Ein Buch, das mir trotz "nicht genügender" Punktezahl in Erinnerung bleibt:
- Ein niederträchtiger Mord von Cora Harrison (Mutter Oberin Aquinas 1)
Autoren-Neuentdeckungen:
Alfred Bodenheimer
Pauline Mai
Die, die (fast) immer gut schreiben und deshalb auch im 2020 überzeugten:
Julie Caplin
Miriam Covi
Patricia Koelle
Claudia Winter
Sophie Bonnet
Alexander Oetker
und viele mehr...
Die Flops im 2021:
Für immer und ein Wort von Anne Sanders - hatte dafür aber das schönste Cover im 2021.

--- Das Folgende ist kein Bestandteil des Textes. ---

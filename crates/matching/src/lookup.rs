use std::collections::HashMap;

use pantrymatch_shared::recipe::Recipe;
use pantrymatch_shared::{Error, Result};
use serde::Serialize;

use crate::engine::MatchScore;

/// A ranked match joined back to its recipe for display.
#[derive(Clone, Debug, PartialEq, Serialize)]
pub struct RankedRecipe<'r> {
    pub recipe: &'r Recipe,
    #[serde(rename = "match")]
    pub score: MatchScore,
}

fn index(recipes: &[Recipe]) -> HashMap<&str, &Recipe> {
    recipes.iter().map(|r| (r.id.as_str(), r)).collect()
}

/// Recipe with the given id. When ids repeat, the last one wins.
pub fn find_recipe<'r>(recipes: &'r [Recipe], id: &str) -> Result<&'r Recipe> {
    recipes
        .iter()
        .rfind(|recipe| recipe.id == id)
        .ok_or_else(|| Error::NotFound(id.to_owned()))
}

/// Recipes in the order of `ids`, unknown ids are skipped.
pub fn recipes_by_ids<'r, S: AsRef<str>>(ids: &[S], recipes: &'r [Recipe]) -> Vec<&'r Recipe> {
    let index = index(recipes);

    ids.iter()
        .filter_map(|id| index.get(id.as_ref()).copied())
        .collect()
}

/// Joins ranked matches with their recipes, dropping matches without one.
pub fn pair_with_recipes(matches: Vec<MatchScore>, recipes: &[Recipe]) -> Vec<RankedRecipe<'_>> {
    let index = index(recipes);

    matches
        .into_iter()
        .filter_map(|score| {
            index
                .get(score.recipe_id.as_str())
                .copied()
                .map(|recipe| RankedRecipe { recipe, score })
        })
        .collect()
}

Was ich 2021 SuB-unabhängig lesen wollte und nicht, bzw. nur zum Teil, geschafft habe:
"Angefangene" Autor*innen zu Ende lesen und Reihen zu Ende lesen.
Letzte gekaufte Bücher im 2021:
- Die Töchter der Hoffnung von Maria Nikolai
- Mord will keine Zeugen von Ann Granger (Jessica Campbell 7)
Die #12für2021 hab ich geschafft, musste im Dezember aber noch zwei Bücher dafür lesen. 2020 klappte dies nicht, deshalb wollte ich die Challenge jetzt unbedingt abschliessen. Da ich den ersten Band der Firefly Lake-Reihe auf der Liste hatte, hab ich Band 2 und 3 auch gleich gelesen, also waren es somit #14für2021. Die weiteren Bände der Rosenthal-Reihe hab ich auch noch gelesen, die waren aber nicht auf meinem SuB, die hab ich mir zusätzlich besorgt. Rezensiert habe ich bisher keine dieser 14 Bücher.
2022 werde ich mich dem SuB-Abbau widmen. Dazu kommt noch ein Extra-Beitrag.
Soviel zu meinem 2021 - wie war euer 2021?